VIGIL MESH

Documentation

Network lock and recovery

The network lock protects a VIGIL-MESH network against sensitive changes decided alone or by mistake: it requires a k-of-n quorum before a critical change takes effect. And because a lock is only worth having if it can be reopened, the recovery kit is generated entirely in the browser: the server never sees a single byte of the backup keys.

The k-of-n lock

The network lock places a network's sensitive changes under quorum: a critical change only applies once k approvals out of n key holders are gathered. No single person can, on their own, modify what puts the network at risk — a quorum's agreement is required.
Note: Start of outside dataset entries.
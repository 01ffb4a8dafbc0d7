//! Typed error definitions for unfolder.
//! Only `Usage` and `IpcSetup` are process-fatal; per-folder problems are
//! recorded as `FolderStatus` values instead of errors.

use std::io;
use std::path::PathBuf;
use thiserror::Error;

#[derive(Debug, Error)]
pub enum UnfolderError {
    #[error("Usage: unfolder <FOLDER>... (drag folders onto the program or call it from the context menu)")]
    Usage,

    #[error("Failed to set up single-instance coordination ({context}): {source}")]
    IpcSetup {
        context: String,
        #[source]
        source: io::Error,
    },

    #[error("Invalid path '{0}'")]
    InvalidPath(String),

    #[error("Folder has no parent directory: {0}")]
    NoParent(PathBuf),

    #[error("Could not hand request to the running instance: {0}")]
    Relay(String),
}

impl UnfolderError {
    /// Adapter for `.map_err(...)` on the IPC setup path.
    pub(crate) fn ipc(context: impl Into<String>) -> impl FnOnce(io::Error) -> UnfolderError {
        let context = context.into();
        move |source| UnfolderError::IpcSetup { context, source }
    }
}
The benefit is twofold. First against error: an administrator's unfortunate gesture has no effect until the quorum has confirmed. Then against the compromise of a single account: taking control of one administrator is not enough to get past the lock, since k-1 independent approvals are still missing. Trust is thus distributed instead of being concentrated on a single holder.

The recovery kit

A lock only makes sense if you keep the means to reopen it after losing access. That is the role of the recovery kit. The essential point: this kit is generated entirely in the browser, via the WebCrypto API. The backup keys are born, live and stay client-side — the server never sees a single byte of these keys.

  1. 1
    Local generationThe browser produces the backup keys via WebCrypto. Nothing secret travels to the server during this step.
  2. 2
    Handover to the userThe kit is presented for you to save yourself. This is the only moment you hold the backup keys in the clear.
  3. 3
    Offline safekeepingYou store the kit offline, out of harm's way. The server, for its part, only keeps what is necessary to verify a recovery, never the backup keys themselves.

The consequence of this model is direct: a server compromise does not yield the backup keys, since it has never seen them. In return, responsibility for the kit falls to you: losing the kit with no other recovery path can mean permanently losing the ability to reopen the lock. That is not a flaw, it is the price of a server that stays blind.

Best practices

  • Keep the recovery kit offline, on a medium that is not exposed to the network.
  • Keep at least one backup copy in a physically separate location, to survive the loss of one medium.
  • Never paste the kit's contents into an online service, a ticketing system or a messaging app: that would hand over to the network exactly what the browser kept out of its reach.
  • Distribute the lock's key-holder roles among distinct people, so that the k-of-n quorum has real meaning.
  • Periodically review the list of holders (departures, role changes) so that a quorum remains reachable without being overly concentrated.